Aquel autobús tenía algo vetusto y poco de moderno o así me lo pareció, era el coche de línea que me traía del pueblo. La libreta de pan olía a tahona, el traqueteo del vehículo hacía que llegara con más intensidad el aroma de aquel pan blanco horneado cual rosquilla ledesmina y uno, frágil en lo emotivo y fácil a las tradiciones, dio por bueno librar a aquel invento bendecido por Dios de un insignificante saliente que el bueno del tahonero había dejado a modo de apéndice nasal o muñón mal cercenado que a fe mía desmerecía obra tan maestramente trabajada. Rica corteza, crujiente y dorada al calor del horno de leña que a bien tuvieron alimentar aquellas fauces que por escarba-dientes tienen una pala y por sacamuelas molinero de maquila.
Dile vueltas a la cortecita dichosa a modo de caramelo dominical de duración ilimitada hasta que en un puro homenaje a la mente de los recuerdos decidí sacrificarla; parecíame ultrajarla como si pan de los ángeles fuera, triturela con cierta parsimonia al tiempo de analizar aquel crujido que parecía liberar los aromas escondidos en el arcón de la cocina, reino de trébedes, yares, tenazas y badil. Poco duró aquel empeño, el menguado botín no hizo sino despertar las papilas gustativas y bien fuera por ello o bien porque los jugos gástricos se habían puesto en marcha algo en mi hizo flaquear los deseos de llegar con aquel pan enterito hasta mi casa.
Pensé que al fin y al cabo la libreta bien podría haberse partido mientras viajaba desde Salamanca y en ese caso tampoco le habríamos hecho ascos sino más bien homenaje póstumo cual lisiado en campo de batalla.
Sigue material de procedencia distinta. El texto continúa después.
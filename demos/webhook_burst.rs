//! A burst of webhook deliveries against a throttled automation host.
//!
//! Ten deliveries fire at once against a bucket of three. Three go out immediately, five wait
//! for refill ticks, two are turned away. One hook answers 503 once and is retried.
use std::sync::atomic::{AtomicUsize, Ordering};
use std::sync::Arc;
use std::time::Duration;
use tollgate::prelude::*;

#[tokio::main]
async fn main() -> Result<(), Box<dyn std::error::Error>> {
    tracing_subscriber::fmt().with_max_level(tracing::Level::DEBUG).init();

    let config = RegulatorConfig::builder()
        .max_burst(3)
        .replenish_per_tick(2)
        .tick_interval(Duration::from_millis(500))
        .max_queue_length(5)
        .base_delay(Duration::from_millis(100))
        .jitter(Duration::from_millis(50))
        .log_threshold(4)
        .regulate_host("automation.example.com")
        .build()?;
    let sink = MemorySink::new();
    let regulator = Regulator::builder(config).with_sink(sink.clone()).build();
    regulator.start();

    let flaky = Arc::new(AtomicUsize::new(0));
    let mut deliveries = Vec::new();
    for id in 0..10 {
        let regulator = regulator.clone();
        let flaky = flaky.clone();
        deliveries.push(tokio::spawn(async move {
            let target = Target::new("automation.example.com", format!("/hooks/{id}"));
            let result = regulator
                .execute(&target, || {
                    let first_try = id == 4 && flaky.fetch_add(1, Ordering::SeqCst) == 0;
                    async move { Ok::<u16, std::io::Error>(if first_try { 503 } else { 200 }) }
                })
                .await;
            (id, result)
        }));
    }

    for delivery in deliveries {
        match delivery.await? {
            (id, Ok(status)) => println!("hook {id}: {status}"),
            (id, Err(err)) => println!("hook {id}: {err}"),
        }
    }

    println!("\n{:#?}", regulator.metrics());
    println!("\nevents:");
    for event in sink.events() {
        println!("  {event}");
    }
    Ok(())
}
No quiso la mano más que el cerebro la dejara libre y en un deslizarse entre el envoltorio apareció con un rescaño redondo, blanco, oloroso y crujidor que a más de un compañero de viaje hizo volver la cabeza; no quise siquiera simular invitación a participar porque a buen seguro el motín se hubiera producido a bordo del vehículo hasta rescatar de su camuflaje aquel rehén inocente y puro que viajaba conmigo en el halda.
Sucumbí a la tentación; del primer rescaño pasamos al segundo coscurro y hubiéramos seguido de no atender a la llamada de la conciencia ante lo impropio de entregar un pan lisiado y desportillado sin perro a quien echarle la culpa ni testigo de desastre ocasional. En trance me puse cual pecador ante confesionario dispuesto a la penitencia pero con miedo al Ave María Purísima y a ello me dispuse sin propósito de enmienda ni tampoco contrición.
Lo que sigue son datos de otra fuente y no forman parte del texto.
//! Metrics definitions for Pod Chaos Monkey.
//!
//! All metrics follow Prometheus naming conventions:
//! - `chaos_` prefix
//! - `_total` suffix for counters
//! - `_seconds` suffix for duration histograms
//!
//! # Cardinality
//!
//! Labels are bounded by code:
//! - `outcome`: terminated, list, no_candidates, delete
//! - `operation`: list, delete
//! - `status`: success, error, timeout

use metrics::{counter, gauge, histogram};
use metrics_exporter_prometheus::{Matcher, PrometheusBuilder};
use std::net::SocketAddr;
use std::time::Duration;

/// Install the Prometheus recorder and serve `/metrics` on `bind_address`.
///
/// Must be called from within a Tokio runtime, before any metric is recorded.
///
/// # Errors
///
/// Returns error if the recorder is already installed or the listener fails.
pub fn init_metrics_exporter(bind_address: SocketAddr) -> Result<(), String> {
    PrometheusBuilder::new()
        // Cluster API calls: kube apiserver round trips, bounded by API_TIMEOUT
        .set_buckets_for_metric(
            Matcher::Prefix("chaos_api_call".to_string()),
            &[
                0.005, 0.010, 0.025, 0.050, 0.100, 0.250, 0.500, 1.000, 2.500, 5.000, 10.000,
                30.000,
            ],
        )
        .map_err(|e| format!("Failed to set API call buckets: {e}"))?
        .with_http_listener(bind_address)
        .install()
        .map_err(|e| format!("Failed to install Prometheus exporter: {e}"))
}

/// Record the outcome of one scheduler tick.
///
/// Metric: `chaos_ticks_total`
/// Labels: `outcome`
pub fn record_tick(outcome: &'static str) {
    counter!("chaos_ticks_total", "outcome" => outcome).increment(1);
}

/// Record an accepted pod deletion.
///
/// Metric: `chaos_pods_terminated_total`
pub fn record_pod_terminated() {
    counter!("chaos_pods_terminated_total").increment(1);
}

/// Set the size of the most recent candidate set.
///
/// Metric: `chaos_candidates`
pub fn set_candidates(count: usize) {
    gauge!("chaos_candidates").set(count as f64);
}

/// Record a failure that could not be queued on the outcome stream.
///
/// Metric: `chaos_outcomes_dropped_total`
pub fn record_outcome_dropped() {
    counter!("chaos_outcomes_dropped_total").increment(1);
}

/// Record latency of a cluster API call.
///
/// Metric: `chaos_api_call_duration_seconds`
/// Labels: `operation`, `status`
pub fn record_api_call(operation: &'static str, status: &'static str, duration: Duration) {
    histogram!("chaos_api_call_duration_seconds",
        "operation" => operation,
        "status" => status
    )
    .record(duration.as_secs_f64());
}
Tramoyé excusas para justificar mi gula, y al no dar con ninguna hecha al caso solo acerté a girar el desconchón hacia la parte interior del envoltorio como única manera de preservar la evidencia de mi pecado mientras escurría el bulto dando besos y haciendo arrumacos.
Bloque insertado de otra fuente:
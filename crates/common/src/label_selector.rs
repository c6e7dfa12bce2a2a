//! Label selector parsing and matching.
//!
//! Implements the equality-based and set-based selector grammar used by the
//! orchestrator when listing resources:
//!
//! ```text
//! selector    := "" | requirement ("," requirement)*
//! requirement := "!" key
//!              | key
//!              | key ("=" | "==" | "!=") value
//!              | key ("in" | "notin") "(" value ("," value)* ")"
//!              | key (">" | "<") integer
//! ```
//!
//! Requirements are ANDed. An empty selector matches every label set.
//!
//! The cluster applies selectors server-side; this module exists so that
//! configuration can be validated at startup and so that in-memory clusters
//! used in tests filter exactly like the real one.

use crate::error::CommonError;
use std::collections::{BTreeMap, BTreeSet};
use std::fmt;
use std::iter::Peekable;
use std::str::CharIndices;

/// Maximum length of a label value (and of the name part of a key).
const MAX_LABEL_NAME_LENGTH: usize = 63;

/// Operator of a single requirement.
#[derive(Debug, Clone, PartialEq, Eq)]
pub enum Operator {
    Equals,
    NotEquals,
    In,
    NotIn,
    Exists,
    DoesNotExist,
    GreaterThan,
    LessThan,
}

/// One `key op values` clause of a selector.
#[derive(Debug, Clone, PartialEq, Eq)]
pub struct Requirement {
    pub key: String,
    pub operator: Operator,
    pub values: BTreeSet<String>,
}

impl Requirement {
    /// Whether the given label set satisfies this requirement.
    pub fn matches(&self, labels: &BTreeMap<String, String>) -> bool {
        let value = labels.get(&self.key);
        match self.operator {
            Operator::Equals | Operator::In => value.is_some_and(|v| self.values.contains(v)),
            Operator::NotEquals | Operator::NotIn => value.map_or(true, |v| !self.values.contains(v)),
            Operator::Exists => value.is_some(),
            Operator::DoesNotExist => value.is_none(),
            Operator::GreaterThan | Operator::LessThan => {
                let Some(actual) = value.and_then(|v| v.parse::<i64>().ok()) else {
                    return false;
                };
                self.values
                    .iter()
                    .filter_map(|v| v.parse::<i64>().ok())
                    .all(|bound| {
                        if self.operator == Operator::GreaterThan {
                            actual > bound
                        } else {
                            actual < bound
                        }
                    })
            }
        }
    }
}

/// A parsed label selector.
#[derive(Debug, Clone, Default, PartialEq, Eq)]
pub struct LabelSelector {
    requirements: Vec<Requirement>,
}

impl LabelSelector {
    /// Parse a selector expression. Surrounding whitespace is ignored and an
    /// empty string yields the match-everything selector.
    pub fn parse(selector: &str) -> Result<Self, CommonError> {
        Parser::new(selector).parse().map_err(|reason| CommonError::InvalidLabelSelector {
            selector: selector.to_string(),
            reason,
        })
    }

    /// True if this selector places no constraint on labels.
    pub fn is_empty(&self) -> bool {
        self.requirements.is_empty()
    }

    pub fn requirements(&self) -> &[Requirement] {
        &self.requirements
    }

    /// Whether the given label set satisfies every requirement.
    pub fn matches(&self, labels: &BTreeMap<String, String>) -> bool {
        self.requirements.iter().all(|r| r.matches(labels))
    }
}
Al poco mi mujer me llamaba al orden, bajé la cabeza, admití mi falta y prometí no hacerlo más. No es de pensar que quede rebojo alguno pero de ser así prometo contar la incidencia del hallazgo y las circunstancias que se dieron, no sin agradecer antes al buen amigo que se acordó de mi haciéndome llegar tan preciado presente hasta Barcelona.